● **Directions**: Which of the lines in the records below hold the string "enabled"? Copy every one of them.

(Stored data entries)
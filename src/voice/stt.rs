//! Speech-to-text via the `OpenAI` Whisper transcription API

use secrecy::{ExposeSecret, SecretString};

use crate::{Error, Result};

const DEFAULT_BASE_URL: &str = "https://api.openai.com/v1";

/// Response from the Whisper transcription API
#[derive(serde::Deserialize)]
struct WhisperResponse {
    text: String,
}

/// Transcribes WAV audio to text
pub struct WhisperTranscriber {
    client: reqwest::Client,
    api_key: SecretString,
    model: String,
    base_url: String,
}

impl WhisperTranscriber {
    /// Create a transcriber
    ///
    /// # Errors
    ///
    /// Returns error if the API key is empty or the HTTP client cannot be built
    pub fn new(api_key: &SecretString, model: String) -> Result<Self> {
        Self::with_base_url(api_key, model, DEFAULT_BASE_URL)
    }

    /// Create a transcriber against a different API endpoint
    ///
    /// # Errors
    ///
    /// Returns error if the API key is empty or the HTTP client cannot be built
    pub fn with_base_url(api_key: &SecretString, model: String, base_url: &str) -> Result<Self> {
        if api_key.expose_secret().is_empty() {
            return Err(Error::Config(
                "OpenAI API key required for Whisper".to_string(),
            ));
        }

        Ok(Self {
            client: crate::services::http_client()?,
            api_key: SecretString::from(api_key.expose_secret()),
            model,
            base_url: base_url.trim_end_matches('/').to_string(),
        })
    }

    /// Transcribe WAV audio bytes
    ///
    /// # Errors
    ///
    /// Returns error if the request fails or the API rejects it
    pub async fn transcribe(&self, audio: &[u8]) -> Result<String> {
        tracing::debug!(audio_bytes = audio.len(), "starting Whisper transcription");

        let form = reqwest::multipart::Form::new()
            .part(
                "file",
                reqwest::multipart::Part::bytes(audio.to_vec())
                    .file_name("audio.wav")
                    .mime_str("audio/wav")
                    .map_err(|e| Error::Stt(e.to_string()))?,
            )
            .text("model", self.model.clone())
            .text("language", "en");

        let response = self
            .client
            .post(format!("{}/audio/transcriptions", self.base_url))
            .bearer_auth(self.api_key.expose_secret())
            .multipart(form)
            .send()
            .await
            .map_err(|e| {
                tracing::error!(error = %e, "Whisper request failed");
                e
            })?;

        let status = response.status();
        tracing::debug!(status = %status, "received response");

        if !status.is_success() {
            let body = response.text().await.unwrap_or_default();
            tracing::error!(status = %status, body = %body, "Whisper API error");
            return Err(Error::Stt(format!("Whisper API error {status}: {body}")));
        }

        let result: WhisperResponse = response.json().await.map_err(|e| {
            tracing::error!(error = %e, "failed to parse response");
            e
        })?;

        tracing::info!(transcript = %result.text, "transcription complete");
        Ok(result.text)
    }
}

--

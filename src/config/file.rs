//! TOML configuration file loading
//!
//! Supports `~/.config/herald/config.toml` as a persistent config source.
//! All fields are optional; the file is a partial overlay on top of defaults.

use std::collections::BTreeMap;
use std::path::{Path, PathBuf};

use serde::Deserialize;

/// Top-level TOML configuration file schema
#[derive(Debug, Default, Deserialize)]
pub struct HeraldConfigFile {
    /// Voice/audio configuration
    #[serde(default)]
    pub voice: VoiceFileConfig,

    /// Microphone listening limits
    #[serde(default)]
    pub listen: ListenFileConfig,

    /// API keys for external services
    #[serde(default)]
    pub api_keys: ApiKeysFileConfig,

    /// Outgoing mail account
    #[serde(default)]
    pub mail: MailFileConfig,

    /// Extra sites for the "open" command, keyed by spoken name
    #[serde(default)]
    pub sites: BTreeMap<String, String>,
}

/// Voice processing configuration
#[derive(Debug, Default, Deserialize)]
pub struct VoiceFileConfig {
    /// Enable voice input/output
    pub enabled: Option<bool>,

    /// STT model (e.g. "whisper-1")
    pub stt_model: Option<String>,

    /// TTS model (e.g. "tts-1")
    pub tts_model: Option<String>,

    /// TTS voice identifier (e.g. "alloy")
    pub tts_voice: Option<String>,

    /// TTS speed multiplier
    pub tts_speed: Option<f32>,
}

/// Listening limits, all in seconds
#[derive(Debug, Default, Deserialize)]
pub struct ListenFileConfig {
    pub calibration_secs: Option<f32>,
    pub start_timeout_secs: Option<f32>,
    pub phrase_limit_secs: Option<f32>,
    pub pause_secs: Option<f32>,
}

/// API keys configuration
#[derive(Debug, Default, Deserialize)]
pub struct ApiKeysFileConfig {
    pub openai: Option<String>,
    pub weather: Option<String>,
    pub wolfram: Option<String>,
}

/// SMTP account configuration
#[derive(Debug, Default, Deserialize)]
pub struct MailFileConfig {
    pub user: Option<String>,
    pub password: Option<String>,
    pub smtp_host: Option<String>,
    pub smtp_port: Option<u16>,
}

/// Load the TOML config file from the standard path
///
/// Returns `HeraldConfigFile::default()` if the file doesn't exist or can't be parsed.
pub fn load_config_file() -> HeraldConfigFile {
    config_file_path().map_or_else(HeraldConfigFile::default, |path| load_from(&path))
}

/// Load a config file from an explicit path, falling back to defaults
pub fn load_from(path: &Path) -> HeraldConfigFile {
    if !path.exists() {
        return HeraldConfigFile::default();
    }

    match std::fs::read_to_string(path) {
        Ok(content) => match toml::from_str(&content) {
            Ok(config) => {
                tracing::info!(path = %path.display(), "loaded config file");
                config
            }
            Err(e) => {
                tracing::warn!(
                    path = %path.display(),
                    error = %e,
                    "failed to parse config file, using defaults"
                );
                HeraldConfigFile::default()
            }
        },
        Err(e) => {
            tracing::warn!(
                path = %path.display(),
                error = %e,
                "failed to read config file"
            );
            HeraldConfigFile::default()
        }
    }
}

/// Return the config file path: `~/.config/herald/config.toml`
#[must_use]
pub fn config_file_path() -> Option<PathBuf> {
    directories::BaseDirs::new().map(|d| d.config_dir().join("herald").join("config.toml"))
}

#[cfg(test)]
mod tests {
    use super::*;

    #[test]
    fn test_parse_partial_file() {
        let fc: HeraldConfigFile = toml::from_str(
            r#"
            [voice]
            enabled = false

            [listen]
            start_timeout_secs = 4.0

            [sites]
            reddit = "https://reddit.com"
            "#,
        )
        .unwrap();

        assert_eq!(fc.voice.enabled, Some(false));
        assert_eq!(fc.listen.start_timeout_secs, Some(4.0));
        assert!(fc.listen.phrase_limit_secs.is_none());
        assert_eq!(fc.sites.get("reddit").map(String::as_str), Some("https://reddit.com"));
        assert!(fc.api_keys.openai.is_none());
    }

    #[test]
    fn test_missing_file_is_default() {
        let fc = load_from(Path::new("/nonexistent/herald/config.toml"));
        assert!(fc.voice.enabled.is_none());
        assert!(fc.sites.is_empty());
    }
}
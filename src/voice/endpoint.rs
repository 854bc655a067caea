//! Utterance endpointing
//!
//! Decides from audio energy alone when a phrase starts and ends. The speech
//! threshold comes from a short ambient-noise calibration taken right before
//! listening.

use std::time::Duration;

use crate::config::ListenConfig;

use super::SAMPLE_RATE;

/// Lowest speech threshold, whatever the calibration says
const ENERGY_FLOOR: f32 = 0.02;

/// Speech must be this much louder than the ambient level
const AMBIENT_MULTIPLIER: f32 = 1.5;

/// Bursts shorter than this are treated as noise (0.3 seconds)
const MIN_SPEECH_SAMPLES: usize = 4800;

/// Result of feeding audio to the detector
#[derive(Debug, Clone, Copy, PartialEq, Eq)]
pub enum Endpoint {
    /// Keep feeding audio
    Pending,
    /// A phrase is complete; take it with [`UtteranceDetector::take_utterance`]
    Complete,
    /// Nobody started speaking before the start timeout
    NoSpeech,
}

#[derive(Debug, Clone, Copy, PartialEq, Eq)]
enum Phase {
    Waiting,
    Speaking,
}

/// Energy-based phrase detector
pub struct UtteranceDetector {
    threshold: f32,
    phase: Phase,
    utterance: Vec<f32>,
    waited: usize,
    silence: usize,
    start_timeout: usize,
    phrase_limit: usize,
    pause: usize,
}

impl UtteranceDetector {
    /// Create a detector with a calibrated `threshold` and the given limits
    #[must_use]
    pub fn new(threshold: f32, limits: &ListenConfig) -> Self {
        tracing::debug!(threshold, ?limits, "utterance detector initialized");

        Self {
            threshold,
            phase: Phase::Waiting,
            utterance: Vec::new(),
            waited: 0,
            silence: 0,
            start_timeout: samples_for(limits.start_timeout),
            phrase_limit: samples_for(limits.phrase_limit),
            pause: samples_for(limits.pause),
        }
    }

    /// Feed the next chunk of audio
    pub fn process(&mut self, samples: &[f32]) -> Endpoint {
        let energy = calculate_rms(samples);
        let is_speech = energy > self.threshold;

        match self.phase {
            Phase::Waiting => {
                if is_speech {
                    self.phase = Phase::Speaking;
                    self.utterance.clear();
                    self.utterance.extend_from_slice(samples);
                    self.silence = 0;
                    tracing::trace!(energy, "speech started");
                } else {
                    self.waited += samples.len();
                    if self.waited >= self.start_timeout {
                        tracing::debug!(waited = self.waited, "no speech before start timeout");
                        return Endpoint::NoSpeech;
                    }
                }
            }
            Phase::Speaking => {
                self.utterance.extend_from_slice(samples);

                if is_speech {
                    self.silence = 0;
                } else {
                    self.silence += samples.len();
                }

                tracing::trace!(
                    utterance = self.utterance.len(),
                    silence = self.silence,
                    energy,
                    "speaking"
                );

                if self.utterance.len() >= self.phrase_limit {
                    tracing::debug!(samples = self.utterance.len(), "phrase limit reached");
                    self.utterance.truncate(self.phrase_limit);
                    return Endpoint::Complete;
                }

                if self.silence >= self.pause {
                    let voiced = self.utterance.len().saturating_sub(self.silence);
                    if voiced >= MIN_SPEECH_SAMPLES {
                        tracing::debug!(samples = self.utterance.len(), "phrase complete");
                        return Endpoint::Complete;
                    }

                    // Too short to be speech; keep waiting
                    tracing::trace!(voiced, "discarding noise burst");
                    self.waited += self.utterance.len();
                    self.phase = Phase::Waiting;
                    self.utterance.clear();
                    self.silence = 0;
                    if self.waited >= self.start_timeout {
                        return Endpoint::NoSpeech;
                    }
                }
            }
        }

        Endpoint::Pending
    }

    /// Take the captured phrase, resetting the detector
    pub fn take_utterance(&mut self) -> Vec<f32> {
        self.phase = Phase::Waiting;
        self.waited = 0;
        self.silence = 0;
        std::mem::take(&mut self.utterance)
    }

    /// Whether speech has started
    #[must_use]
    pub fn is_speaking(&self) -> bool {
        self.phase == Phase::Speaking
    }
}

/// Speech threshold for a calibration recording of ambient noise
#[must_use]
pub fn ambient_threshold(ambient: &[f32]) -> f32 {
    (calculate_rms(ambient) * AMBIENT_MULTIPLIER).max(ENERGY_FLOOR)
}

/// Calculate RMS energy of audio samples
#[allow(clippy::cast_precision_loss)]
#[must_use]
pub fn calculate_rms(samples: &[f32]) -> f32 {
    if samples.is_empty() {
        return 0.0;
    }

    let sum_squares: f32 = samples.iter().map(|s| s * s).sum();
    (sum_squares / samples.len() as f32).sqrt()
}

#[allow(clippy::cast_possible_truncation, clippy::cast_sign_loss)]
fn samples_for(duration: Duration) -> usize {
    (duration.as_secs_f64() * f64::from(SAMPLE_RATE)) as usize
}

...

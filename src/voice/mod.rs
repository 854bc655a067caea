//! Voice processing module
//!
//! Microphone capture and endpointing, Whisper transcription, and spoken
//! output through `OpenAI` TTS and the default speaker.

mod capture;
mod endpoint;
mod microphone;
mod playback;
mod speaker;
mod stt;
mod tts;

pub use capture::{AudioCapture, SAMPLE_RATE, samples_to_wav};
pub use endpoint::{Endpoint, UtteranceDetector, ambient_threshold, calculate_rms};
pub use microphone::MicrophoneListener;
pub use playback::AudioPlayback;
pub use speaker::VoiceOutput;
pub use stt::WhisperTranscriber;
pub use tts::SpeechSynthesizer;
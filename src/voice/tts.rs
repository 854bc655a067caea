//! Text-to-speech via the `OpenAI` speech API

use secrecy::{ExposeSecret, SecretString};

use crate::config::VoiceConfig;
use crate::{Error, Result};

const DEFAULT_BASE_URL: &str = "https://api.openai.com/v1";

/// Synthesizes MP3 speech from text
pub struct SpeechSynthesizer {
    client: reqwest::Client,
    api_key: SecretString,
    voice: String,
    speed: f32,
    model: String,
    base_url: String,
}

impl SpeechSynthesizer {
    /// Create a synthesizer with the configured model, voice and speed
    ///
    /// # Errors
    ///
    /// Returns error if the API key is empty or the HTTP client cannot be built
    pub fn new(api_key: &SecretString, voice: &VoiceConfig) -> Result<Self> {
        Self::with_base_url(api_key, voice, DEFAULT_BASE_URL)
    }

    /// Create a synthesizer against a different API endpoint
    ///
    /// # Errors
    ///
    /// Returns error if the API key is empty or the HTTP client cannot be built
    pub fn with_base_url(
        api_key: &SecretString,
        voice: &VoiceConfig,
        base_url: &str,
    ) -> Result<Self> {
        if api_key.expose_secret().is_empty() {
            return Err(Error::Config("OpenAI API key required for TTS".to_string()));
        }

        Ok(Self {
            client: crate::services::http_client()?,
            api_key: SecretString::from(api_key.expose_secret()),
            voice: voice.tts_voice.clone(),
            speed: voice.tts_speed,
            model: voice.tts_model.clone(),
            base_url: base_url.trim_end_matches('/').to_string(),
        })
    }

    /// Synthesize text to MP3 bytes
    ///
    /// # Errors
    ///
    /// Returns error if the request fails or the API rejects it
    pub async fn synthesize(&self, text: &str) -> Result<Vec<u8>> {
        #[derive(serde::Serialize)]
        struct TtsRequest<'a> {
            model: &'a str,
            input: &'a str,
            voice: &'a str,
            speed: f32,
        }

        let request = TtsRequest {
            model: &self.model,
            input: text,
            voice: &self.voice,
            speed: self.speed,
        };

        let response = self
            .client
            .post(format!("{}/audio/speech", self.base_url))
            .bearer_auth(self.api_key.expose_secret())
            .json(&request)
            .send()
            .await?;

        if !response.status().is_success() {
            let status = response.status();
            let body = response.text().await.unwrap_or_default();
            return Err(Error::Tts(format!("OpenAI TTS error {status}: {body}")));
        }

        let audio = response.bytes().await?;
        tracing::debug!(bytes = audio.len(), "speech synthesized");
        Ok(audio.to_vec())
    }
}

● **Response for this exercise**:
    pub enabled: Option<bool>,
            enabled = false
        assert_eq!(fc.voice.enabled, Some(false));
        assert!(fc.voice.enabled.is_none());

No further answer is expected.